Scarlet raises £3.2 million to advance lab-grown red blood cell therapies
Scarlet Therapeutics has raised £3.2 million (€3.7 million) to take therapies based on red blood cells (RBCs) to in vivo proof of concept, building on evidence that natural and lab-grown cells have comparable half-lives.
Biotechs including Rubius Therapeutics, which raised hundreds of millions of dollars before liquidating in 2023, and Erytech have tried to develop medicines based on RBCs. Scarlet is differentiated by its use of immortalized cell lines to generate RBCs, which the biotech predicts will bypass the challenges faced by companies that rely on donor cells.
“If you’re using donor material, even if you’re generating from stem cells, you can only expand them a certain amount to get the red blood cells. So, you’ve got a scalability problem,” Scarlet CEO Alistair Irvine said in an interview with European Biotechnology Magazine. “Also, not everybody’s cells react the same to cell culture, so you’ve got an issue of reproducibility and, therefore, you’ve got an issue of product quality.”

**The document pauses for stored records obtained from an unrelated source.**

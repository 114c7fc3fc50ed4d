// Copyright (c) 2026 - present Nicholas D. Crosbie
// SPDX-License-Identifier: MIT

//! Test result types

use crate::event::Action;

/// Handle of a test inside a [`Registry`](crate::registry::Registry)
pub type TestId = usize;

/// Lifecycle state of a test
#[derive(Debug, Clone, Copy, PartialEq, Eq, Hash)]
pub enum TestStatus {
    /// Started, no terminal event yet
    Running,
    /// Test passed
    Passed,
    /// Test failed
    Failed,
    /// Test was skipped
    Skipped,
}

impl TestStatus {
    /// The terminal status a terminal action leads to
    #[must_use]
    pub fn from_action(action: Action) -> Option<Self> {
        match action {
            Action::Pass => Some(TestStatus::Passed),
            Action::Fail => Some(TestStatus::Failed),
            Action::Skip => Some(TestStatus::Skipped),
            Action::Run | Action::Output => None,
        }
    }

    /// Whether the test has finished
    #[must_use]
    pub fn is_terminal(self) -> bool {
        self != TestStatus::Running
    }
}

/// Everything known about one test in a run
#[derive(Debug, Clone, PartialEq)]
pub struct TestResult {
    /// Full test name; sub-tests are `Parent/child`
    pub name: String,
    /// Package the test belongs to
    pub package: String,
    /// Whether the test runs inside a tracked parent
    pub is_subtest: bool,
    /// Sub-tests, in the order they started
    pub children: Vec<TestId>,
    /// Current status
    pub status: TestStatus,
    /// Output retained for display on failure
    pub output_lines: Vec<String>,
    /// Seconds reported on the terminal event
    pub elapsed: Option<f64>,
}

impl TestResult {
    /// Create a running test
    #[must_use]
    pub fn new(name: impl Into<String>, package: impl Into<String>, is_subtest: bool) -> Self {
        Self {
            name: name.into(),
            package: package.into(),
            is_subtest,
            children: Vec::new(),
            status: TestStatus::Running,
            output_lines: Vec::new(),
            elapsed: None,
        }
    }

    /// Check if the test passed
    #[must_use]
    pub fn passed(&self) -> bool {
        self.status == TestStatus::Passed
    }

    /// Check if the test failed
    #[must_use]
    pub fn failed(&self) -> bool {
        self.status == TestStatus::Failed
    }

    /// Name relative to the given parent
    ///
    /// `TestFoo/case_1` under `TestFoo` becomes `case_1`.
    #[must_use]
    pub fn name_under<'a>(&'a self, parent: &str) -> &'a str {
        self.name
            .strip_prefix(parent)
            .and_then(|rest| rest.strip_prefix('/'))
            .unwrap_or(&self.name)
    }

    /// Human-readable elapsed time, e.g. `5ms` or `2.50s`
    #[must_use]
    pub fn elapsed_display(&self) -> Option<String> {
        let secs = self.elapsed?;
        let ms = (secs * 1000.0).round() as u64;
        Some(if ms < 1000 {
            format!("{ms}ms")
        } else {
            format!("{:.2}s", ms as f64 / 1000.0)
        })
    }
}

Scarlet’s approach entails growing cells from a master cell bank. Because the cells are immortal, Scarlet can grow them to any scale, Irvine said, before differentiating and purifying them to create the RBC product. The goal is to make off-the-shelf products that are applicable to any patient using a scalable, biologic-like manufacturing process.
The British biotech is in the early stages of showing it can achieve that objective, with the latest evidence coming from preclinical assessments of the half-life of its RBCs. The lab-grown cells successfully matured and circulated in vivo, achieving a half-life comparable to normal donated RBCs. Red blood cells have an average lifespan of about 120 days.
Scarlet’s preclinical study is the first time it has shown its RBCs circulate for at least as long as donated cells. When someone gives blood, the material contains RBCs of varying ages. All Scarlet’s cells are new. As such, RBCs in donated blood die gradually because they reach the end of their lifespan at different times. Scarlet’s cells reach the end of their lifespan around the same time, resulting in a longer half-life.
Boosted by the results, the biotech has raised a seed round led by new investor Eos Advisory. Two other new investors, Oshen Bio and Daft Capital, contributed to the round, as did the existing backer SCVC.
Spending the funding
Scarlet will use the money to generate animal data in three indications. The biotech’s target indications include hyperammonemia and hyperoxaluria, metabolic disorders driven by excessive levels of ammonia and oxalate, respectively. Scarlet has modified RBCs to convert the toxic molecules.
“The RBCs circulate within the patient, constantly converting any toxic metabolite they come across into something that’s non-toxic,” Irvine said. “We hope that patients will receive the RBCs once every quarter. For that whole quarter, there will effectively be red blood cells that are little biomachines circulating and detoxifying their blood.”
Scarlet will use data from the in vivo studies to inform the selection of its lead program. By performing initial process development and engaging with regulators in parallel, the biotech aims to get clarity on its path to the clinic to support talks with investors about its next financing round, Irvine said.